Very Simple Words

A young person whom I love dearly tried to kill herself the day before yesterday. She wasn’t kidding around. It was her first attempt and she nearly succeeded. Family found her and revived her but she was nearly gone for good. As controversial as this may be to say, I do believe that people have a right to decide when their life is just too much for them. And they have a right to choose whether they ~ and ONLY they ~ will have to live it. It isn’t right or fair or even humane sometimes for us to apply our Pollyanna views on what their life is or isn’t; and how much they should have to endure. That’s my opinion.

Speaking from experience, the problem with depression is the insidious way it isolates the one suffering. Sometimes the inner quiet is good and gives that person time to reflect and make the necessary changes to a better path forward. More often, however, it serves to reinforce that he or she is the only one who has ever felt the way they do. Not true. Plenty have. Myself included.

Knowing my own history with depression, the family reached out to me and asked me to come speak with her. Depression is a special kind of pain that is impossible to understand if you have never felt it and, thankfully, the family knew this and sought help. As I drove there I wrestled with my personal opinions and how to be true to myself and fair to her future at the same time. I arrived at the need to give tempered honesty which is exactly what I did.

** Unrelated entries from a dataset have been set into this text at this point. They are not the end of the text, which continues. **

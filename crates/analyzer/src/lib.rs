//! Whole-program value inference for Python
//!
//! This crate builds an [`Assembly`] from a set of parsed source files:
//! - Every module, class, function, lambda and comprehension becomes a scope of symbols
//! - Repeated propagation passes unite the abstract values each binding can hold
//! - Imports resolve against the analyzed files first and an external package graph second
//! - Optional capability refinement narrows ambiguous unions after the final pass

pub mod assembler;
pub mod assembly;
pub mod bootstrap;
pub mod capabilities;
pub mod config;
pub mod framework;
pub mod graph;
pub mod importer;
mod propagate;
pub mod sources;
pub mod symbol;
pub mod trace;
pub mod value;

pub use assembler::Assembler;
pub use assembly::Assembly;
pub use capabilities::{CapabilityRecorder, refine_unions};
pub use config::Options;
pub use framework::{ClassPolicy, DefaultPolicy, OrmModelPolicy, default_policies};
pub use graph::{MemoryGraph, NodeKind, PackageGraph};
pub use sources::{SourceBundle, SourceTree};
pub use symbol::{Address, Symbol, SymbolId, SymbolRef, SymbolTable};
pub use trace::{PropagatorDelegate, ResolutionTally, Tracer};
pub use value::{Args, Value, ValueContext};
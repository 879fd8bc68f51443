use criterion::{BenchmarkId, Criterion, criterion_group, criterion_main};
use lantern_analyzer::{Assembler, MemoryGraph, Options, SourceBundle};
use lantern_core::CancelHandle;
use lantern_parser::PythonParser;
use std::hint::black_box;

/// A module with `n` classes, each calling into the previous one
fn synthetic_module(n: usize) -> String {
    let mut source = String::from("class Node0:\n    def value(self):\n        return 0\n");
    for i in 1..n {
        source.push_str(&format!(
            "class Node{i}(Node{prev}):\n    def __init__(self, child):\n        self.child = child\n\
             \n    def value(self):\n        return [c for c in [self.child.value()]]\n",
            prev = i - 1
        ));
        source.push_str(&format!("node{i} = Node{i}(Node{prev}())\n", prev = i - 1));
    }
    source
}

fn parse(files: &[(String, String)]) -> Vec<SourceBundle> {
    let mut parser = PythonParser::new().unwrap();
    files.iter().map(|(path, source)| SourceBundle::parse(path, source, &mut parser).unwrap()).collect()
}

fn build(bundles: &[SourceBundle], options: &Options) {
    let mut assembler = Assembler::new(MemoryGraph::bundled(), options.clone());
    for bundle in bundles {
        assembler.add_source(bundle.clone());
    }
    assembler.build(&CancelHandle::new()).unwrap();
    black_box(assembler.assembly().work_items());
}

/// Benchmark a single module of growing size
fn bench_module_size(c: &mut Criterion) {
    let mut group = c.benchmark_group("module_size");
    let options = Options::default();
    for size in [10, 50, 200] {
        let bundles = parse(&[("/bench/app.py".to_string(), synthetic_module(size))]);
        group.bench_with_input(BenchmarkId::from_parameter(size), &bundles, |b, bundles| {
            b.iter(|| build(black_box(bundles), &options))
        });
    }
    group.finish();
}

/// Benchmark the cost of extra passes and capability refinement
fn bench_passes(c: &mut Criterion) {
    let bundles = parse(&[("/bench/app.py".to_string(), synthetic_module(50))]);
    let mut group = c.benchmark_group("passes");
    for passes in [1, 3, 6] {
        let options = Options { passes, use_capabilities: false, ..Options::default() };
        group.bench_with_input(BenchmarkId::new("plain", passes), &options, |b, options| {
            b.iter(|| build(black_box(&bundles), options))
        });
    }
    let refined = Options { passes: 3, use_capabilities: true, ..Options::default() };
    group.bench_function("refined_3", |b| b.iter(|| build(black_box(&bundles), &refined)));
    group.finish();
}

/// Benchmark star imports across a chain of modules
fn bench_import_chain(c: &mut Criterion) {
    let mut files = vec![("/bench/pkg/m0.py".to_string(), "value = 0\n".to_string())];
    for i in 1..30 {
        files.push((format!("/bench/pkg/m{i}.py"), format!("from m{} import *\nvalue{i} = value\n", i - 1)));
    }
    let bundles = parse(&files);
    let options = Options::default();
    c.bench_function("import_chain_30", |b| b.iter(|| build(black_box(&bundles), &options)));
}

criterion_group!(benches, bench_module_size, bench_passes, bench_import_chain);
criterion_main!(benches);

I listened to her. Her shame for putting her family through what she did. Her sadness for failing in her attempt. Her dread about the upcoming days. There wasn’t much to say in these particularly painful moments other than to simply hold her hand and listen. And when she was done and a pregnant pause filled the room, I knew it was my turn.

I wanted her to know that I’m not full of shit. I wanted her to know that I do understand the feelings she is having. But, I wasn’t sure how to prove it. So, I simply reached into my history and pulled out a poem that I wrote myself when I felt that way.

That Moment

Gently I rouse As the sun blesses my cheek And I stretch Reaching outward. Feeling…

The weight of the blankets (Keeps me warm) The lightness of thought (Keeps me sheltered)

For that moment I inwardly smile Looking forward to something not yet known. Certain of something brilliant to come.

And as quickly as that moment arrives It also passes as it did the day before. And I wake more fully To remember who I am. Thinking…

No warmth. No shelter. No promise. Just me.

~CAL, 2004

I realize it isn’t e.e.cummings or even Shel Silverstein but, whatever it is, is made sense to her. She started to sob and admitted that she didn’t think there was another person on the planet who understood what she was feeling. She was sure she was entirely alone to fight this beast. My very simple words assured her she is not.

This morning I am finding purpose in those dreadful years of depression that I myself suffered and I am thankful for my ability to write questionable ‘poetry’ during that time. This is why, today, she feels less alone in the world and is carrying a sliver of hope.

All things considered, I would bear that burden again ~ for her.